SUPPLIED INFORMATION Block Start

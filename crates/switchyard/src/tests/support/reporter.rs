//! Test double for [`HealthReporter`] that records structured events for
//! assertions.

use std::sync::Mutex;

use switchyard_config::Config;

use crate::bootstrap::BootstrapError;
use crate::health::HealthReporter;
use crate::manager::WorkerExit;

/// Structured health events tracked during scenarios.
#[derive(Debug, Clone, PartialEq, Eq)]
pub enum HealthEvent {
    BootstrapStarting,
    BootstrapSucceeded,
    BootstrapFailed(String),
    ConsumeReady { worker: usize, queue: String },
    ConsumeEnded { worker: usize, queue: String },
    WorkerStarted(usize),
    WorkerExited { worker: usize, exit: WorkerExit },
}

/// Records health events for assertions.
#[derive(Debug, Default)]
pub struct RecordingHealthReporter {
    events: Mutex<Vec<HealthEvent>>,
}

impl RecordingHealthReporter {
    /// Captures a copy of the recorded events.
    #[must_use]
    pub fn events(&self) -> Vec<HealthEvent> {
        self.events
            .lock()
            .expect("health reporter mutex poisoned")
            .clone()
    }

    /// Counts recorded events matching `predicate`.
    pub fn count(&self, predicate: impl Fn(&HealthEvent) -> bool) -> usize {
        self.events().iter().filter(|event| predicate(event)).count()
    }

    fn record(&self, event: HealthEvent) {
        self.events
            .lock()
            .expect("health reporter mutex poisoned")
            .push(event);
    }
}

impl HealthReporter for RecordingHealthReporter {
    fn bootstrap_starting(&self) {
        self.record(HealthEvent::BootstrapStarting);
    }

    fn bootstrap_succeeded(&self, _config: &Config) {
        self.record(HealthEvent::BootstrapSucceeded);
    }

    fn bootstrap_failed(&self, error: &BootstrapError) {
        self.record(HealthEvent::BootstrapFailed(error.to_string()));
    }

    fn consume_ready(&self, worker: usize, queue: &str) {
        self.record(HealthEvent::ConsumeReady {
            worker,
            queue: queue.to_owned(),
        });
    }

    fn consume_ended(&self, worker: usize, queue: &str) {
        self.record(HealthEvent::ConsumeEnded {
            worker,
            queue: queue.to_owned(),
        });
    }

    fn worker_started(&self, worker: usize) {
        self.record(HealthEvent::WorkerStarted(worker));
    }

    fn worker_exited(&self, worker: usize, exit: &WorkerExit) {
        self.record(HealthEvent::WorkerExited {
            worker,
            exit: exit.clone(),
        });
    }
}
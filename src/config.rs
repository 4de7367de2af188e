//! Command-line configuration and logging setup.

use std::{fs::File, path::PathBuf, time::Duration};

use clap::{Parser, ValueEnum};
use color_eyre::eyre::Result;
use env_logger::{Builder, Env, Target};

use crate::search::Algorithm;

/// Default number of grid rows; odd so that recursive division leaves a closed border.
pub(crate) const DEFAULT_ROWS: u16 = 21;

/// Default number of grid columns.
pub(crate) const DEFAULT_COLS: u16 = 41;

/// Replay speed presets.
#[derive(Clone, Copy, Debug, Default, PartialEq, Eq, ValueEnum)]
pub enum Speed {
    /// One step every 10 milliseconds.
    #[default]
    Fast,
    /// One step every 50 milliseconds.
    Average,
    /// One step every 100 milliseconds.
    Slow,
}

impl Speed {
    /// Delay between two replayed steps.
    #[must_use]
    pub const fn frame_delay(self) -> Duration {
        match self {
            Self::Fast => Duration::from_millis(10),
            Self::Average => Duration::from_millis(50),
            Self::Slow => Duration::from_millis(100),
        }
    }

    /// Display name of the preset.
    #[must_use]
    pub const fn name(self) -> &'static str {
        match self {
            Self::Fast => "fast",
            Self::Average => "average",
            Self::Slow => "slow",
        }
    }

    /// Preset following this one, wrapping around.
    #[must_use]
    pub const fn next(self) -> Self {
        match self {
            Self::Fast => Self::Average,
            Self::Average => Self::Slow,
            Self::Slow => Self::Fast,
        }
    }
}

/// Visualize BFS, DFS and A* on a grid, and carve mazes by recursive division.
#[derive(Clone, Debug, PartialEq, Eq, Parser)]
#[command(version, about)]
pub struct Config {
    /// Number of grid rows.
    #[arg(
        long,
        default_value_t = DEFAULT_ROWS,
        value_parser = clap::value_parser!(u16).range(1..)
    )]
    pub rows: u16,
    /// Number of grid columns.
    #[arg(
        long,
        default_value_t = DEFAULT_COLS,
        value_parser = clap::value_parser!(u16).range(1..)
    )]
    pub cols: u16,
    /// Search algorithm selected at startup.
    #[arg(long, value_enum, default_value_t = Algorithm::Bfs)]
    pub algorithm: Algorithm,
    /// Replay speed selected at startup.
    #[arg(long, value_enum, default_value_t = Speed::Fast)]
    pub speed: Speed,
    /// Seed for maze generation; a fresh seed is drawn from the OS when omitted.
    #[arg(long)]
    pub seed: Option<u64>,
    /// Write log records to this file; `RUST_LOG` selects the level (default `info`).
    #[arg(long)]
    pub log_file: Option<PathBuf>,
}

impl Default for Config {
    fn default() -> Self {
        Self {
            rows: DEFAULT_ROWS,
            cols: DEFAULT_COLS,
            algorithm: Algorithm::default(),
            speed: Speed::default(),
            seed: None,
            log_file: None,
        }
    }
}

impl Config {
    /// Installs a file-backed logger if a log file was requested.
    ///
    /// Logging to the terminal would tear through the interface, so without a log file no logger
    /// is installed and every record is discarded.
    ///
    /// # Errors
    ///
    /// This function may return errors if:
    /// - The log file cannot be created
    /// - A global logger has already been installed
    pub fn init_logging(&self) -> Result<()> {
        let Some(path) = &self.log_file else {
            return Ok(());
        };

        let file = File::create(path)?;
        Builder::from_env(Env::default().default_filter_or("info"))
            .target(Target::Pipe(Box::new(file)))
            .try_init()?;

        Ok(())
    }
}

SUPPLIED INFORMATION Block End

▶ TASK DIRECTIONS:
Word for word, restate the lines of the data above that fall between the line holding "impl Default for" and the line holding "already been installed", inclusive, and no other lines.

▶ ANSWER TO THE PROBLEM:
impl Default for Config {
    fn default() -> Self {
        Self {
            rows: DEFAULT_ROWS,
            cols: DEFAULT_COLS,
            algorithm: Algorithm::default(),
            speed: Speed::default(),
            seed: None,
            log_file: None,
        }
    }
}

impl Config {
    /// Installs a file-backed logger if a log file was requested.
    ///
    /// Logging to the terminal would tear through the interface, so without a log file no logger
    /// is installed and every record is discarded.
    ///
    /// # Errors
    ///
    /// This function may return errors if:
    /// - The log file cannot be created
    /// - A global logger has already been installed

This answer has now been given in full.